Semi’s, as in tractor trailers, are usually a good sign that a rest stop is well used and on the beaten path. If the stop is split between car parking and trucker parking…park with the trucks. I like to tuck Shelly in between two monstrous truckers and find myself gently lulled to sleep by the deep growling idle of a monstrous diesel engine.
Shadows aren’t necessarily your friend. But the light sources that create them are. If you are just plum exhausted and can’t bear the thought of traveling a single mile more in search of a bright glowing island of coffee and gasoline than pull into that dodgy looking blue sign rest stop off the highway. If you must park, at least park under the light. Though it was the consensus of my trucker angels that if you have to choose between pulling over under the light on an exit ramp and pulling into a dark and shadowy abandoned rest stop, choose the exit ramp!

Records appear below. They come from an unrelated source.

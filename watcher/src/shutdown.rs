//! Cooperative shutdown controller.
//!
//! `main.rs` combines this with OS signals so the poll loop can stop between
//! cycles or in the middle of its sleep.

use std::sync::{
    atomic::{AtomicBool, Ordering},
    Arc,
};
use tokio::sync::Notify;
use tracing::{error, info};

/// Cooperative shutdown signal for the poll loop.
#[derive(Clone, Debug, Default)]
pub struct ShutdownController {
    inner: Arc<Inner>,
}

#[derive(Debug, Default)]
struct Inner {
    requested: AtomicBool,
    notify: Notify,
}

impl ShutdownController {
    /// Returns true if shutdown has been requested.
    pub fn is_shutdown_requested(&self) -> bool {
        self.inner.requested.load(Ordering::SeqCst)
    }

    /// Request shutdown and wake all waiters.
    pub fn request_shutdown(&self) {
        self.inner.requested.store(true, Ordering::SeqCst);
        self.inner.notify.notify_waiters();
    }

    /// Wait until shutdown is requested.
    pub async fn wait(&self) {
        let notified = self.inner.notify.notified();
        tokio::pin!(notified);
        // Register before checking the flag so a concurrent request is not lost.
        notified.as_mut().enable();
        if self.is_shutdown_requested() {
            return;
        }
        notified.await;
    }
}

/// Ctrl+C / SIGTERM を待ち、受信したらシャットダウンを要求する
pub async fn listen_for_signals(shutdown: ShutdownController) {
    let ctrl_c = async {
        if let Err(e) = tokio::signal::ctrl_c().await {
            error!("Failed to install Ctrl+C handler: {}", e);
            std::future::pending::<()>().await;
        }
    };

    #[cfg(unix)]
    let terminate = async {
        match tokio::signal::unix::signal(tokio::signal::unix::SignalKind::terminate()) {
            Ok(mut signal) => {
                signal.recv().await;
            }
            Err(e) => {
                error!("Failed to install SIGTERM handler: {}", e);
                std::future::pending::<()>().await;
            }
        }
    };

    #[cfg(not(unix))]
    let terminate = std::future::pending::<()>();

    tokio::select! {
        _ = ctrl_c => {
            info!("Received Ctrl+C, shutting down...");
        }
        _ = terminate => {
            info!("Received SIGTERM, shutting down...");
        }
        _ = shutdown.wait() => {
            return;
        }
    }

    shutdown.request_shutdown();
}
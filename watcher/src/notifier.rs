//! Telegram通知
//!
//! 固定のチャットへプレーンテキストを送る。送信失敗はログに残すだけで
//! 呼び出し元へは伝播しない。

use async_trait::async_trait;
use homework_watcher_common::config::WatcherConfig;
use homework_watcher_common::error::{WatcherError, WatcherResult};
use homework_watcher_common::protocol::{split_message, SendMessageRequest, TelegramResponse};
use reqwest::Client;
use serde_json::Value;
use std::time::Duration;
use tracing::{debug, error};

/// メッセージ送信クライアント
#[async_trait]
pub trait MessageSender: Send + Sync {
    /// `chat_id` へ `text` を送信する
    async fn send_message(&self, chat_id: &str, text: &str) -> WatcherResult<()>;
}

/// Telegram Bot API クライアント
#[derive(Clone)]
pub struct TelegramBot {
    client: Client,
    api_base: String,
    token: String,
}

impl TelegramBot {
    /// 新しいBotクライアントを作成
    pub fn new(
        api_base: impl Into<String>,
        token: impl Into<String>,
        timeout: Duration,
    ) -> WatcherResult<Self> {
        let client = Client::builder()
            .timeout(timeout)
            .build()
            .map_err(|e| WatcherError::Config(format!("Failed to create HTTP client: {e}")))?;

        Ok(Self {
            client,
            api_base: api_base.into().trim_end_matches('/').to_string(),
            token: token.into(),
        })
    }

    /// 設定からBotクライアントを作成
    pub fn from_config(config: &WatcherConfig) -> WatcherResult<Self> {
        Self::new(
            config.telegram_api_base.clone(),
            config.credentials.telegram_token.clone(),
            config.request_timeout(),
        )
    }

    fn method_url(&self, method: &str) -> String {
        format!("{}/bot{}/{}", self.api_base, self.token, method)
    }
}

#[async_trait]
impl MessageSender for TelegramBot {
    async fn send_message(&self, chat_id: &str, text: &str) -> WatcherResult<()> {
        let url = self.method_url("sendMessage");

        // 4096文字を超える本文は分割して送る
        for chunk in split_message(text) {
            let payload = SendMessageRequest {
                chat_id: chat_id.to_string(),
                text: chunk,
            };
            // URLにトークンが含まれるため、エラーメッセージからは除く
            let response = self
                .client
                .post(&url)
                .json(&payload)
                .send()
                .await
                .map_err(|e| {
                    WatcherError::Notify(format!("sendMessage request failed: {}", e.without_url()))
                })?;

            let status = response.status();
            let body: TelegramResponse<Value> = response.json().await.map_err(|e| {
                WatcherError::Notify(format!(
                    "sendMessage parse failed (HTTP {}): {}",
                    status,
                    e.without_url()
                ))
            })?;
            if !body.ok {
                return Err(WatcherError::Notify(body.description.unwrap_or_else(|| {
                    format!("sendMessage failed with HTTP {status}")
                })));
            }
        }

        Ok(())
    }
}

/// 固定チャットへの通知
pub struct Notifier<M> {
    sender: M,
    chat_id: String,
}

impl<M: MessageSender> Notifier<M> {
    /// 新しい通知クライアントを作成
    pub fn new(sender: M, chat_id: impl Into<String>) -> Self {
        Self {
            sender,
            chat_id: chat_id.into(),
        }
    }

    /// 通知を送信し、届いたかどうかを返す
    ///
    /// 失敗はエラーログに記録するのみで、再送はしない。
    pub async fn notify(&self, text: &str) -> bool {
        match self.sender.send_message(&self.chat_id, text).await {
            Ok(()) => {
                debug!(chat_id = %self.chat_id, "Telegram message sent: {}", text);
                true
            }
            Err(e) => {
                error!(chat_id = %self.chat_id, error = %e, "Telegram message not sent");
                false
            }
        }
    }

    /// 通知先チャットID
    pub fn chat_id(&self) -> &str {
        &self.chat_id
    }
}
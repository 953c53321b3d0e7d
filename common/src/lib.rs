//! Homework Watcher Common
//!
//! watcher本体と共有する設定・エラー・型定義

#![warn(missing_docs)]

/// 設定管理（環境変数からの構築）
pub mod config;

/// エラー型定義
pub mod error;

/// Telegram Bot API の通信メッセージ
pub mod protocol;

/// ホームワーク関連のデータ型
pub mod types;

In all of my cross country adventures I have to say that Pilot and Love’s are pretty great truck stops. They have 24 hour restaurants and mini-marts, gas pumps, lots of lights, lots of trucks, and lots of parking. You can always see them from the highway well before their exit because they have monstrous electric signs with the current gas prices printed in green and red which is a great beacon of hope when groggy highway fatigued eyes are searching for answers. And in the morning when you wake up in the front seat with your legs over the steering wheel and your feet stuck in the dash the cashier won’t look at you funny when you brush your teeth in their bathroom and pour yourself a 24 oz cup of steaming hot, incredibly bland, amazingly rejeuvinating coffee before hitting the road again. Ah the life of a modern gypsy.
But I digress. Boston. And then Houston, with another old friend and another new adventure. Perhaps those stories should be saved for another day. Each deserves its very own post I think, complete with catchy title and a photo that hints at stories yet to be told.